During the Second World War, an 18th-century tapestry was looted from a French chateau belonging to a wealthy Frenchman. It was recovered by the Allies sometime thereafter, but was not immediately given back to its owner. After spending more than five decades in storage at a university in England, the Chateau de Versainville will now once again receive the 18th-century tapestry that was looted so many years ago.
The Chateau de Versainville, a wealthy home in Normandy, was one of many homes raided during the French occupation by the Nazis. Millions of British pounds worth of goods were taken from this one chateau alone. These included all manner of antiques and artworks, including the 18th-centurytapestry, which measures twelve feet in height. The former owner was a part of the Marquis. The Comte Bernard de la Rochefoucauld joined the uprising of France against the Nazis, but unfortunately was captured and met his death in one of the many horrible labor camps.
After the piece was found, the University of Sheffield purchased it for a mild sum, not knowing anything of its previous history.
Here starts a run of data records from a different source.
//! Achievement evaluation.
//!
//! Achievements are one-time unlocks. The rule table ([`RULES`]) is a fixed,
//! ordered list of `(key, description, predicate)` entries. A rule fires when
//! its predicate holds for the current vector and its key is not yet in the
//! session's unlocked set, which makes [`evaluate_achievements`] idempotent:
//!
//! ```
//! use std::collections::BTreeSet;
//! use presidency_core::prelude::*;
//!
//! let vector = StatVector { laws: 12, approval: 95, ..StatVector::default() };
//! let mut unlocked = BTreeSet::new();
//!
//! let first = evaluate_achievements(&unlocked, &vector);
//! assert!(!first.is_empty());
//! unlocked.extend(first.into_iter().map(|a| a.key));
//!
//! assert!(evaluate_achievements(&unlocked, &vector).is_empty());
//! ```
//!
//! The mythic achievement for the `distort` cosmic action is deliberately
//! NOT a rule: it fires on the event, not on the vector, so it lives in the
//! separate [`mythic_unlock`] branch and the caller guards against repeats.

use std::collections::BTreeSet;

use serde::{Deserialize, Serialize};

use crate::stats::{Axis, StatVector};
use crate::tables::ActionCategory;

/// Key of the mythic achievement granted by the `distort` cosmic action.
pub const MYTHIC_KEY: &str = "mythic_distortion";
/// Cosmic action key that triggers the mythic achievement.
pub const MYTHIC_TRIGGER: &str = "distort";
const MYTHIC_DESCRIPTION: &str = "Bent reality itself to the will of the office";

// ---------------------------------------------------------------------------
// Types
// ---------------------------------------------------------------------------

/// One entry of the achievement rule table.
#[derive(Debug, Clone, Copy)]
pub struct AchievementRule {
    /// Stable key recorded when the rule unlocks.
    pub key: &'static str,
    /// Human-readable description.
    pub description: &'static str,
    /// Unlock condition, checked against the post-action vector.
    pub predicate: fn(&StatVector) -> bool,
}

/// An achievement the evaluator decided to unlock.
///
/// Session id and timestamps are stamped by the caller when it persists the
/// unlock.
#[derive(Debug, Clone, PartialEq, Eq, Serialize, Deserialize)]
pub struct UnlockedAchievement {
    /// Rule key, or [`MYTHIC_KEY`] for the mythic branch.
    pub key: String,
    pub description: String,
}

impl From<&AchievementRule> for UnlockedAchievement {
    fn from(rule: &AchievementRule) -> Self {
        Self {
            key: rule.key.to_owned(),
            description: rule.description.to_owned(),
        }
    }
}

// ---------------------------------------------------------------------------
// Rule table
// ---------------------------------------------------------------------------

fn first_law(v: &StatVector) -> bool {
    v.laws >= 1
}

fn legislator(v: &StatVector) -> bool {
    v.laws >= 10
}

fn crisis_veteran(v: &StatVector) -> bool {
    v.crises >= 5
}

fn beloved_leader(v: &StatVector) -> bool {
    v.approval >= 90
}

fn iron_fist(v: &StatVector) -> bool {
    v.power >= 90
}

fn tyrant(v: &StatVector) -> bool {
    v.power >= 80 && v.justice <= 20
}

fn golden_age(v: &StatVector) -> bool {
    v.economy >= 85 && v.stability >= 70
}

fn philosopher_king(v: &StatVector) -> bool {
    v.justice >= 80 && v.approval >= 70
}

fn calm_in_the_storm(v: &StatVector) -> bool {
    v.chaos >= 50 && v.stability >= 60
}

fn agent_of_chaos(v: &StatVector) -> bool {
    v.chaos >= 100
}

fn perfect_balance(v: &StatVector) -> bool {
    v.laws >= 5 && Axis::BOUNDED.iter().all(|&axis| (45..=55).contains(&v.get(axis)))
}

/// Every vector-driven achievement, in evaluation order.
pub static RULES: &[AchievementRule] = &[
    AchievementRule {
        key: "first_law",
        description: "Signed the first law of the administration",
        predicate: first_law,
    },
    AchievementRule {
        key: "legislator",
        description: "Passed ten laws",
        predicate: legislator,
    },
    AchievementRule {
        key: "crisis_veteran",
        description: "Weathered five crises",
        predicate: crisis_veteran,
    },
    AchievementRule {
        key: "beloved_leader",
        description: "Reached 90 approval",
        predicate: beloved_leader,
    },
    AchievementRule {
        key: "iron_fist",
        description: "Reached 90 power",
        predicate: iron_fist,
    },
    AchievementRule {
        key: "tyrant",
        description: "Held 80 power while justice fell to 20",
        predicate: tyrant,
    },
    AchievementRule {
        key: "golden_age",
        description: "Economy at 85 with stability at 70",
        predicate: golden_age,
    },
    AchievementRule {
        key: "philosopher_king",
        description: "Justice at 80 with approval at 70",
        predicate: philosopher_king,
    },
    AchievementRule {
        key: "calm_in_the_storm",
        description: "Kept stability at 60 while chaos passed 50",
        predicate: calm_in_the_storm,
    },
    AchievementRule {
        key: "agent_of_chaos",
        description: "Let chaos reach 100",
        predicate: agent_of_chaos,
    },
    AchievementRule {
        key: "perfect_balance",
        description: "Five laws in with every axis between 45 and 55",
        predicate: perfect_balance,
    },
];

// ---------------------------------------------------------------------------
// Evaluation
// ---------------------------------------------------------------------------

/// Achievements newly earned by `vector`, in rule order.
///
/// Keys already present in `unlocked` never fire again.
pub fn evaluate_achievements(
    unlocked: &BTreeSet<String>,
    vector: &StatVector,
) -> Vec<UnlockedAchievement> {
    RULES
        .iter()
        .filter(|rule| !unlocked.contains(rule.key) && (rule.predicate)(vector))
        .map(UnlockedAchievement::from)
        .collect()
}

/// The mythic achievement granted by the `distort` cosmic action.
///
/// Returns it unconditionally for that action and `None` for every other
/// action. This does not consult any unlocked set; the caller decides whether
/// it has already been granted.
pub fn mythic_unlock(category: ActionCategory, key: &str) -> Option<UnlockedAchievement> {
    let is_trigger = category == ActionCategory::Cosmic
        && key.trim().eq_ignore_ascii_case(MYTHIC_TRIGGER);
    is_trigger.then(|| UnlockedAchievement {
        key: MYTHIC_KEY.to_owned(),
        description: MYTHIC_DESCRIPTION.to_owned(),
    })
}

// ---------------------------------------------------------------------------
// Tests
// ---------------------------------------------------------------------------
They did not learn of this history, in fact, until they attempted to resell the 18th-century tapestry themselves. Rather than continue with the sale, they decided the proper thing to do was to return it to the home where it had been for more than two hundred years before it was stolen by opposing forces in the Second World War.
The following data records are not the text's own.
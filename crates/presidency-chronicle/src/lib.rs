//! Presidency Chronicle - archives and timelines for presidency sessions.
//!
//! This crate turns session state into durable, human-facing artifacts. It
//! never mutates a session; it only reads what the core produced.
//!
//! # Modules
//!
//! - [`glyph`]: Archive encoder. Serializes any JSON-serializable payload to
//!   canonical JSON, deflates it, base64-encodes it and renders the result in
//!   a fixed ornamental glyph alphabet. Deterministic and one-way.
//! - [`timeline`]: Append-only journal of what happened in a session (actions
//!   resolved, achievements unlocked, rebellion warnings, the end of the
//!   session, archives taken), with query helpers and rendered log lines.

#![deny(unsafe_code)]

pub mod glyph;
pub mod timeline;

pub use glyph::{canonical_json, content_digest, encode_archive, SealedArchive, GLYPHS};
pub use timeline::{ArchiveKind, EntryKind, Timeline, TimelineEntry};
The artwork depicts a scene from Metamorphoses, by Ovid. While the University of Sheffield only spent about thirteen hundred British pounds on the piece, it is actually valued at tens of thousands. As it turns out, this 1720 piece of artwork by the Beauvais Tapestry Manufactory was not the only 18th-century tapestry taken by the Nazis during the war. There were two others, but they were never found. The chateau from which they were stolen is in a much different state than it once was, having been significantly refurbished, but it still belongs to the same family, The Telegraph reports.
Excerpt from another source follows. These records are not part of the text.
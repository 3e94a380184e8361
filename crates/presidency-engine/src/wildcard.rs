//! Seeded cosmic wildcard draws.
//!
//! A [`CosmicDeck`] picks cosmic action keys from a ruleset's cosmic table.
//! Each draw consumes exactly one `u64` from a `Pcg64` stream, so a deck is
//! fully described by its seed and draw count and can be rebuilt with
//! [`CosmicDeck::resume`].

use presidency_core::prelude::{ActionCategory, DeltaTables};
use rand::{Rng, SeedableRng};
use rand_pcg::Pcg64;

/// Deterministic source of cosmic wildcard keys for one session.
///
/// Two decks with the same seed draw the same keys in the same order from
/// the same tables.
#[derive(Debug, Clone)]
pub struct CosmicDeck {
    seed: u64,
    draws: u64,
    rng: Pcg64,
}

impl CosmicDeck {
    /// A deck that has not been drawn from yet.
    pub fn new(seed: u64) -> Self {
        Self {
            seed,
            draws: 0,
            rng: Pcg64::seed_from_u64(seed),
        }
    }

    /// Rebuild a deck that has already been drawn from `draws` times.
    ///
    /// The stream is jumped ahead rather than replayed, so the cost grows
    /// with the logarithm of `draws`.
    pub fn resume(seed: u64, draws: u64) -> Self {
        let mut deck = Self::new(seed);
        deck.rng.advance(u128::from(draws));
        deck.draws = draws;
        deck
    }

    /// The seed the deck was created with.
    pub fn seed(&self) -> u64 {
        self.seed
    }

    /// Number of draws made so far.
    pub fn draws(&self) -> u64 {
        self.draws
    }

    /// Draw a cosmic key, indexing the table in sorted key order.
    ///
    /// Returns `None` (without advancing) if the cosmic table is empty.
    pub fn draw<'t>(&mut self, tables: &'t DeltaTables) -> Option<&'t str> {
        let count = tables.table(ActionCategory::Cosmic).len();
        if count == 0 {
            return None;
        }
        let roll: u64 = self.rng.gen();
        self.draws = self.draws.saturating_add(1);
        let index = (roll % count as u64) as usize;
        tables.keys(ActionCategory::Cosmic).nth(index)
    }
}

#[cfg(test)]
mod tests {
    use super::*;

    #[test]
    fn same_seed_same_sequence() {
        let tables = DeltaTables::builtin();
        let mut a = CosmicDeck::new(42);
        let mut b = CosmicDeck::new(42);
        for _ in 0..32 {
            assert_eq!(a.draw(&tables), b.draw(&tables));
        }
        assert_eq!(a.draws(), 32);
    }

    #[test]
    fn draws_come_from_the_cosmic_table() {
        let tables = DeltaTables::builtin();
        let mut deck = CosmicDeck::new(7);
        for _ in 0..64 {
            let key = deck.draw(&tables).unwrap();
            assert!(tables.table(ActionCategory::Cosmic).contains_key(key));
        }
    }

    #[test]
    fn resume_continues_where_the_deck_left_off() {
        let tables = DeltaTables::builtin();
        let mut original = CosmicDeck::new(99);
        for _ in 0..10 {
            original.draw(&tables);
        }
        let mut resumed = CosmicDeck::resume(99, 10);
        assert_eq!(resumed.draws(), 10);
        for _ in 0..10 {
            assert_eq!(original.draw(&tables), resumed.draw(&tables));
        }
    }

    #[test]
    fn resume_jumps_far_ahead_without_replaying() {
        let tables = DeltaTables::builtin();
        let far = 1u64 << 48;
        let mut a = CosmicDeck::resume(3, far);
        let mut b = CosmicDeck::resume(3, far);
        assert_eq!(a.draws(), far);
        for _ in 0..8 {
            assert_eq!(a.draw(&tables), b.draw(&tables));
        }
        assert_eq!(a.draws(), far + 8);

        let mut last = CosmicDeck::resume(3, u64::MAX);
        assert!(last.draw(&tables).is_some());
        assert_eq!(last.draws(), u64::MAX);
    }

    #[test]
    fn empty_table_does_not_advance() {
        let mut tables = (*DeltaTables::builtin()).clone();
        tables.cosmic.clear();
        let mut deck = CosmicDeck::new(1);
        assert_eq!(deck.draw(&tables), None);
        assert_eq!(deck.draws(), 0);
    }
}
The 18th-century tapestry will soon be back in the hands of its rightful heirs. The chateau currently belongs to the nephew of the former owner, who is touched by the university’s decision to return the expensive piece. The fact that the return of the 18th-century tapestry coincides with the seventieth anniversary of the previous owner’s death may be incidental, but the University of Sheffield is simply happy that they could be a part of the piece’s history.